Last year was also unique in that the province underperformed compared with the rest of Canada -- again in large measure because of weakness in the auto sector.
To a large extent, there is little the provincial government can do to insulate its manufacturing sector from swings in the US. For example, when interest rates rise sharply in the US, they also rise in Canada. If they don't, the Canadian dollar suffers. Since the Canadian assembly lines mainly manufacture large and medium-size autos, the Ontarians are locked into Detroit's structural problems.
Probably the largest problem facing the province is the continued uncertainty over the fate of Canada itself. Ontario, for all its strengths, still depends heavily on other provincial markets. Thus, its future is closely interwoven with the debate over Canada's future. The issue of how much autonomy the provinces will have and how much control the federal government in Ottawa will exert is as important to Ontario as it is to the oil- and gas-rich western provinces.

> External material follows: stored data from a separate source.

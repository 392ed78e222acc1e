//! Domain models for the Eco-Pulse dashboard.

pub mod alert;

pub use alert::{Alert, AlertFormFields, AlertInput, AlertStatus, Rgba};
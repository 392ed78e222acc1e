//! Current-session extractor.

use axum::{async_trait, extract::FromRequestParts, http::request::Parts};
use uuid::Uuid;

use crate::error::ApiError;
use crate::services::sessions::SessionHandle;

/// Session resolved by the session middleware for this request.
#[derive(Debug, Clone, Copy)]
pub struct CurrentSession {
    pub id: Uuid,
    pub created: bool,
}

impl From<SessionHandle> for CurrentSession {
    fn from(handle: SessionHandle) -> Self {
        Self {
            id: handle.id,
            created: handle.created,
        }
    }
}

#[async_trait]
impl<S> FromRequestParts<S> for CurrentSession
where
    S: Send + Sync,
{
    type Rejection = ApiError;

    async fn from_request_parts(parts: &mut Parts, _state: &S) -> Result<Self, Self::Rejection> {
        parts
            .extensions
            .get::<SessionHandle>()
            .copied()
            .map(CurrentSession::from)
            .ok_or_else(|| ApiError::Internal("Session middleware not installed".to_string()))
    }
}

For exa ple, Mr. Empey notes that a significant amount of trade is transacted between Ontario and Alberta. Already, a significant number of Canadian oil companies have announced plans to shift their capital spending from Canada to the US. This is bound to affect the booming Alberta economy. "Alberta is vulnerable to a slowdown," Mr. Empey says, "and Ontario is tied to that. Ontario has a lot to lose if Alberta slows down."
This same sentiment is echoed by David Allen, the president of Stelco, the largest Canadian steel company and a major employer in the province. "The major projects right now are energy projects, and we're sensitive to anything that shifts the momentum away from that."
Mr. Grossman, the industry and tourism minister, believes, however, that the mega-energy projects will not be derailed and Canadian companies will benefit.
"Alberta needs the tar sands project," he says, "so it will be completed." An additional benefit, he adds, is that "this will not be like the mining boom, where foreign companies took their money out of the country, but will be Canadian companies keeping their money in Canada."
Ontarians also benefit somewhat from the Canadian government's energy proposals, because the price of energy is held below world levels -- giving Canadian industry a competitive advantage for the moment. But even the government's system of keeping Canadian energy below world prices meets some criticism. David Drinkwalter, an economist with Ontario Hydro, believes petroleum prices should be allowed to rise to world levels and natural gas prices should likewise go up. At the same time, he advocates using Canada's plentiful supplies of natural gas for transportation until the hydrogen-fueled car is developed.
"We don't have an energy problem," he explains, "we have a transportation problem." Even some industrialists believe the price of oil should rise to world prices. "Sure, we would be hurt by higher prices," says Charles Baird, the chairman of Inco Ltd., "but it would be better for the country."